My friend announced one morning that we were going to find a missing hat lost the year before during his last hiking trip. The approximate location of the lost item was somewhere within a 10 mile radius above the Racetrack.
The Racetrack is a place you may have heard about for its mysterious moving rocks. Photographers come from around the world to record this mysterious occurrence. More than 20 miles up a washboard road past Teakettle junction there is a magical place where rocks leave trails in a dried up old lakebed at least 10,000 years old. No one knew how those stones actually moved until a few years ago when finally witnessed and recorded by researchers.
What you don’t hear in the news are the other mysterious happenings waiting to be uncovered by those who venture off the beaten path. Ghostly grasses and crooked Yucca whisper tales of lost fortunes and forgotten secrets. At Scotty’s Castle — now closed from recent flood damage — there’s an Olympic-sized kidney shaped pool which never actually held water.
Beyond the salt flats in Badwater Basin, and Furnace Creek there are narrow bumpy roads that crawl up into the sunbaked hills revealing deserted old mining towns. Heaps of rusty scrap, tools, empty water barrels, and cabin remains are evidence of a swift exit nearly 100 years ago.
Simmering 282 miles below sea level, Death Valley is one of the largest national parks in the U.S. south of Alaska. Sharing a border with Nevada, most of the 3.3 million acres are located in California. It’s a place where lizards run for cover in temperatures averaging 115–120 degrees Fahrenheit regularly from June through August. The highest recorded temperature was once 56.7C (134 degrees F).
I was not amused by my friend’s bold claim that we would find his favorite hiking cap while climbing peaks and valleys more than a thousand feet above the Racetrack. I shrugged it off and didn’t bother to ask for a description.
I think of this story now and then, particularly after reading about the wildflower super blooms recently in southern California and last year in Death Valley. Flash flooding in the winter and spring released seeds lying dormant for years, covering the hillsides with an other-worldly show of desert color.
A best kept secret are these beautiful miniature wildflower gardens hidden between barrel cactus and more than 40 geologic formations. While searching for that lost hat (or not) I crept along snapping photos every few feet, stooping eye-to-eye with Desert Gold, red Indian Paintbrush, Sand Verbena, and Desert Five Spot to name a few.

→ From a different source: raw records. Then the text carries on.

//! Scanner and coordinator tests against a mock cluster and fake proc and
//! cgroup roots.

use std::collections::HashMap;
use std::os::unix::fs::symlink;
use std::path::Path;
use std::sync::Arc;

use tempfile::TempDir;
use tokio::sync::mpsc;

use super::*;
use crate::cache::DetectionCache;
use crate::cluster::mock::MockCluster;
use crate::cluster::{ContainerSpec, ContainerStatus, OwnerRef, PodPhase, PodSnapshot};
use crate::models::{Confidence, ContainerInfo, Language, WorkloadKind};
use crate::observability::{AgentMetrics, DomainLogger};
use crate::proc::{PidLocator, ProcReader};

const FULL_ID: &str = "a1b2c3d4e5f60718293a4b5c6d7e8f90a1b2c3d4e5f60718293a4b5c6d7e8f90";
const POD_UID: &str = "8eb9b7bf-0432-40ad-ba5e-34a9fa74501a";

struct Harness {
    cluster: Arc<MockCluster>,
    cache: Arc<DetectionCache>,
    coordinator: Arc<PodCoordinator>,
    queue_rx: mpsc::Receiver<ContainerInfo>,
    proc_dir: TempDir,
    cgroup_dir: TempDir,
}

fn harness() -> Harness {
    let proc_dir = TempDir::new().unwrap();
    let cgroup_dir = TempDir::new().unwrap();
    let cluster = Arc::new(MockCluster::new());
    let cache = Arc::new(DetectionCache::new());
    let reader = ProcReader::new(proc_dir.path());
    let locator = PidLocator::new(reader.clone(), cgroup_dir.path());
    let (queue_tx, queue_rx) = mpsc::channel(16);

    let coordinator = Arc::new(PodCoordinator::new(
        Arc::clone(&cluster) as Arc<dyn crate::cluster::ClusterApi>,
        Arc::clone(&cache),
        reader,
        locator,
        queue_tx,
        "km-agent-instrumentation-crd",
        DomainLogger::new(),
        AgentMetrics::new(),
    ));

    Harness {
        cluster,
        cache,
        coordinator,
        queue_rx,
        proc_dir,
        cgroup_dir,
    }
}

fn write_proc_entry(
    root: &Path,
    pid: i32,
    exe_name: Option<&str>,
    cmdline: &str,
    env: &[(&str, &str)],
    cgroup: &str,
) {
    let dir = root.join(pid.to_string());
    std::fs::create_dir_all(&dir).unwrap();
    let null_cmdline = cmdline.replace(' ', "\0");
    std::fs::write(dir.join("cmdline"), format!("{null_cmdline}\0")).unwrap();
    let environ: String = env.iter().map(|(k, v)| format!("{k}={v}\0")).collect();
    std::fs::write(dir.join("environ"), environ).unwrap();
    std::fs::write(dir.join("status"), "Name:\tapp\nPPid:\t1\n").unwrap();
    std::fs::write(dir.join("cgroup"), cgroup).unwrap();
    if let Some(name) = exe_name {
        let bin = root.join("bin").join(name);
        std::fs::create_dir_all(bin.parent().unwrap()).unwrap();
        std::fs::write(&bin, b"#!").unwrap();
        symlink(&bin, dir.join("exe")).unwrap();
    }
}

fn write_container_cgroup(root: &Path, pids: &[i32]) {
    let scope = root.join(format!(
        "kubepods.slice/kubepods-besteffort.slice/kubepods-besteffort-pod8eb9b7bf_0432_40ad_ba5e_34a9fa74501a.slice/cri-containerd-{FULL_ID}.scope"
    ));
    std::fs::create_dir_all(&scope).unwrap();
    let content: String = pids.iter().map(|p| format!("{p}\n")).collect();
    std::fs::write(scope.join("cgroup.procs"), content).unwrap();
}

fn running_pod(name: &str, env: &[(&str, &str)], with_status: bool) -> PodSnapshot {
    PodSnapshot {
        name: name.to_string(),
        namespace: "prod".to_string(),
        uid: POD_UID.to_string(),
        phase: PodPhase::Running,
        owner: Some(OwnerRef {
            kind: "ReplicaSet".into(),
            name: format!("{name}-rs"),
        }),
        containers: vec![ContainerSpec {
            name: "srv".into(),
            image: "myorg/api:1.2".into(),
            env: env.iter().map(|(k, v)| (k.to_string(), v.to_string())).collect(),
            command: vec![],
        }],
        statuses: if with_status {
            vec![ContainerStatus {
                name: "srv".into(),
                container_id: format!("containerd://{FULL_ID}"),
            }]
        } else {
            vec![]
        },
    }
}

fn link_to_deployment(cluster: &MockCluster, pod_name: &str, deployment: &str) {
    cluster.replica_set_owners.lock().insert(
        format!("prod/{pod_name}-rs"),
        OwnerRef {
            kind: "Deployment".into(),
            name: deployment.to_string(),
        },
    );
    cluster.add_workload("prod", WorkloadKind::Deployment, deployment);
}

#[tokio::test]
async fn cache_miss_detects_language_and_populates_both_indices() {
    let mut h = harness();
    let pod = running_pod("api-7f-abc", &[("PYTHON_VERSION", "3.11.5")], true);
    link_to_deployment(&h.cluster, "api-7f-abc", "api");
    h.cluster.add_pod(pod.clone());

    write_proc_entry(
        h.proc_dir.path(),
        1234,
        Some("python3"),
        "python3 manage.py runserver",
        &[("PYTHON_VERSION", "3.11.5")],
        &format!("0::/kubepods.slice/cri-containerd-{FULL_ID}.scope\n"),
    );
    write_container_cgroup(h.cgroup_dir.path(), &[1234]);

    let outcome = h.coordinator.detect_pod(&pod).await;
    assert!(outcome.complete);
    assert_eq!(outcome.results.len(), 1);

    let info = &outcome.results[0];
    assert_eq!(info.language, Language::Python);
    assert_eq!(info.confidence, Confidence::High);
    assert_eq!(info.framework, "Django");
    assert_eq!(info.deployment_name, "api");
    assert_eq!(info.kind, WorkloadKind::Deployment);
    assert!(info.evidence[0].contains("high confidence"));
    assert!(!info.process_commands.is_empty());

    // Forwarded upstream: Python is in the supported set.
    let queued = h.queue_rx.recv().await.unwrap();
    assert_eq!(queued.language, Language::Python);

    // Both indices populated.
    let env = pod.containers[0].env.clone();
    assert!(h.cache.get("myorg/api:1.2", &env).is_some());
    let workload = h.cache.get_workload("prod", "api").unwrap();
    assert!(workload.containers.contains_key("srv"));
}

#[tokio::test]
async fn cache_hit_is_restamped_and_forwarded_without_proc_access() {
    let mut h = harness();
    let pod = running_pod("api-7f-new", &[], false);
    link_to_deployment(&h.cluster, "api-7f-new", "api");
    h.cluster.add_pod(pod.clone());

    let mut cached = ContainerInfo::pending("api-7f-old", "prod", "srv", "myorg/api:1.2");
    cached.language = Language::Go;
    cached.confidence = Confidence::High;
    h.cache.set("myorg/api:1.2", &HashMap::new(), cached);

    let outcome = h.coordinator.detect_pod(&pod).await;
    assert!(outcome.complete);

    let info = &outcome.results[0];
    assert_eq!(info.language, Language::Go);
    assert_eq!(info.pod_name, "api-7f-new");
    assert_eq!(info.deployment_name, "api");

    let queued = h.queue_rx.recv().await.unwrap();
    assert_eq!(queued.pod_name, "api-7f-new");
}

#[tokio::test]
async fn empty_container_id_yields_unknown_low_without_crashing() {
    let mut h = harness();
    let pod = running_pod("orphan", &[], false);
    h.cluster.add_pod(pod.clone());

    // A sibling container's process shares the pod UID; without a container
    // ID it must not be attributed to this container.
    write_proc_entry(
        h.proc_dir.path(),
        5678,
        Some("python3"),
        "python3 sidecar.py",
        &[],
        "0::/kubepods-besteffort-pod8eb9b7bf_0432_40ad_ba5e_34a9fa74501a.slice/cri-containerd-fff.scope\n",
    );

    let outcome = h.coordinator.detect_pod(&pod).await;
    assert!(outcome.complete);

    let info = &outcome.results[0];
    assert_eq!(info.language, Language::Unknown);
    assert_eq!(info.confidence, Confidence::Low);

    // Unknown is cached so re-scans are cheap, but never forwarded.
    assert!(h.cache.get("myorg/api:1.2", &HashMap::new()).is_some());
    assert!(h.queue_rx.try_recv().is_err());
}

#[tokio::test]
async fn conflicting_processes_leave_container_unresolved_for_retry() {
    let mut h = harness();
    let pod = running_pod("confused", &[], true);
    h.cluster.add_pod(pod.clone());

    // A single process that trips both the Python and Node inspectors.
    write_proc_entry(
        h.proc_dir.path(),
        4321,
        Some("python3"),
        "python3 /app/node_modules/build.py",
        &[],
        &format!("0::/kubepods.slice/cri-containerd-{FULL_ID}.scope\n"),
    );
    write_container_cgroup(h.cgroup_dir.path(), &[4321]);

    let outcome = h.coordinator.detect_pod(&pod).await;
    assert!(!outcome.complete);
    assert!(outcome.results.is_empty());
    assert!(h.cache.get("myorg/api:1.2", &HashMap::new()).is_none());
    assert!(h.queue_rx.try_recv().is_err());
}

#[tokio::test]
async fn first_high_confidence_detection_wins_across_processes() {
    let h = harness();
    let pod = running_pod("multi", &[], true);
    h.cluster.add_pod(pod.clone());

    // One process with only a cmdline hint (stays unclassified) and one
    // high-confidence Python process; the high-confidence finding must win
    // regardless of PID enumeration order.
    write_proc_entry(
        h.proc_dir.path(),
        2001,
        Some("launcher"),
        "launcher --runtime openjdk",
        &[],
        &format!("0::/kubepods.slice/cri-containerd-{FULL_ID}.scope\n"),
    );
    write_proc_entry(
        h.proc_dir.path(),
        2002,
        Some("python3"),
        "python3 worker.py",
        &[],
        &format!("0::/kubepods.slice/cri-containerd-{FULL_ID}.scope\n"),
    );
    write_container_cgroup(h.cgroup_dir.path(), &[2001, 2002]);

    let outcome = h.coordinator.detect_pod(&pod).await;
    let info = &outcome.results[0];
    assert_eq!(info.language, Language::Python);
    assert_eq!(info.confidence, Confidence::High);
}

#[tokio::test]
async fn instrumented_workload_is_flagged_enabled() {
    let h = harness();
    let pod = running_pod("api-7f-abc", &[], false);
    link_to_deployment(&h.cluster, "api-7f-abc", "api");
    h.cluster.annotations.lock().insert(
        "prod/api".into(),
        HashMap::from([(
            "instrumentation.opentelemetry.io/inject-python".to_string(),
            "true".to_string(),
        )]),
    );
    h.cluster.add_pod(pod.clone());

    let outcome = h.coordinator.detect_pod(&pod).await;
    assert!(outcome.results[0].enabled);
}

fn scanner_with(h: &Harness, policy: NamespacePolicy) -> Arc<PodScanner> {
    Arc::new(PodScanner::new(
        Arc::clone(&h.cluster) as Arc<dyn crate::cluster::ClusterApi>,
        Arc::clone(&h.cache),
        Arc::clone(&h.coordinator),
        policy,
        ScannerConfig::default(),
        AgentMetrics::new(),
    ))
}

#[tokio::test]
async fn scan_skips_ignored_namespaces_and_gates_on_processed_set() {
    let h = harness();
    let mut ignored = running_pod("sys-pod", &[], false);
    ignored.namespace = "kube-system".into();
    h.cluster.add_pod(ignored);
    h.cluster.add_pod(running_pod("app-pod", &[], false));

    let scanner = scanner_with(&h, NamespacePolicy::from_env_strings("", "kube-system"));

    let handles = scanner.scan_running_pods().await;
    assert_eq!(handles.len(), 1);
    for handle in handles {
        handle.await.unwrap();
    }
    assert!(scanner.processed_set().contains_key("prod/app-pod"));
    assert!(!scanner.processed_set().contains_key("kube-system/sys-pod"));

    // Already-processed pods are not re-dispatched.
    assert!(scanner.scan_running_pods().await.is_empty());
}

#[tokio::test]
async fn incomplete_pod_is_released_for_retry() {
    let h = harness();
    let pod = running_pod("confused", &[], true);
    h.cluster.add_pod(pod.clone());
    write_proc_entry(
        h.proc_dir.path(),
        4321,
        Some("python3"),
        "python3 /app/node_modules/build.py",
        &[],
        &format!("0::/kubepods.slice/cri-containerd-{FULL_ID}.scope\n"),
    );
    write_container_cgroup(h.cgroup_dir.path(), &[4321]);

    let scanner = scanner_with(&h, NamespacePolicy::default());
    for handle in scanner.scan_running_pods().await {
        handle.await.unwrap();
    }
    assert!(!scanner.processed_set().contains_key("prod/confused"));
}

#[tokio::test]
async fn lifecycle_deletes_evict_cache_and_processed_entries() {
    let h = harness();
    let scanner = scanner_with(&h, NamespacePolicy::default());

    let mut info = ContainerInfo::pending("web-1", "prod", "srv", "img");
    info.language = Language::Go;
    h.cache
        .update_workload_container("prod", "web", WorkloadKind::Deployment, info);
    scanner.processed_set().insert("prod/web-1".into(), ());

    scanner.handle_lifecycle_event(crate::cluster::LifecycleEvent::WorkloadDeleted {
        namespace: "prod".into(),
        name: "web".into(),
        kind: WorkloadKind::Deployment,
    });
    assert!(h.cache.get_workload("prod", "web").is_none());
    assert!(h.cache.get_all_active_containers().is_empty());

    scanner.handle_lifecycle_event(crate::cluster::LifecycleEvent::PodDeleted {
        namespace: "prod".into(),
        name: "web-1".into(),
    });
    assert!(!scanner.processed_set().contains_key("prod/web-1"));
}

#[tokio::test]
async fn reconcile_evicts_missing_workloads_but_not_on_api_errors() {
    let h = harness();
    let scanner = scanner_with(&h, NamespacePolicy::default());

    let info = |c: &str| {
        let mut i = ContainerInfo::pending("p", "prod", c, "img");
        i.language = Language::Go;
        i
    };
    h.cache
        .update_workload_container("prod", "alive", WorkloadKind::Deployment, info("a"));
    h.cache
        .update_workload_container("prod", "gone", WorkloadKind::Deployment, info("b"));
    h.cluster.add_workload("prod", WorkloadKind::Deployment, "alive");

    scanner.reconcile().await;
    assert!(h.cache.get_workload("prod", "alive").is_some());
    assert!(h.cache.get_workload("prod", "gone").is_none());

    // API errors are fail-safe: nothing gets evicted.
    h.cluster.remove_workload("prod", WorkloadKind::Deployment, "alive");
    *h.cluster.fail_workload_lookups.lock() = true;
    scanner.reconcile().await;
    assert!(h.cache.get_workload("prod", "alive").is_some());
}

#[tokio::test]
async fn reconcile_drops_processed_entries_for_vanished_pods() {
    let h = harness();
    let scanner = scanner_with(&h, NamespacePolicy::default());
    h.cluster.add_pod(running_pod("alive", &[], false));

    scanner.processed_set().insert("prod/alive".into(), ());
    scanner.processed_set().insert("prod/vanished".into(), ());

    scanner.reconcile().await;
    assert!(scanner.processed_set().contains_key("prod/alive"));
    assert!(!scanner.processed_set().contains_key("prod/vanished"));
}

One afternoon at the top of a bluff covered in rose quartz, we stopped to view the panoramic blue sky and wispy white clouds hovering from earth to sun. The Racetrack rippling like a mirage far below, it was mid April and already 90 degrees at noon.
I glanced down at my sandy feet to see fuchsia pink cactus and something else caught my eye. I pried an old faded green hat from prickly thorns and handed it to my friend. It looked a lot like the one he had on. Fumbling for glasses and peering close, he said “hey thanks, that’s the hat I lost a year ago.”
A good time to look for lost items in Death Valley is before the summer heat fries the mudstone hills back to shades of cream of wheat, beige and tumbleweed grey. Look for the Hidden Sand Dunes behind a ridge in Eureka Valley. Those camel humps in the distance are just a short four mile walk. Take plenty of water and be sure to look for the white Dune Evening Primrose along the way.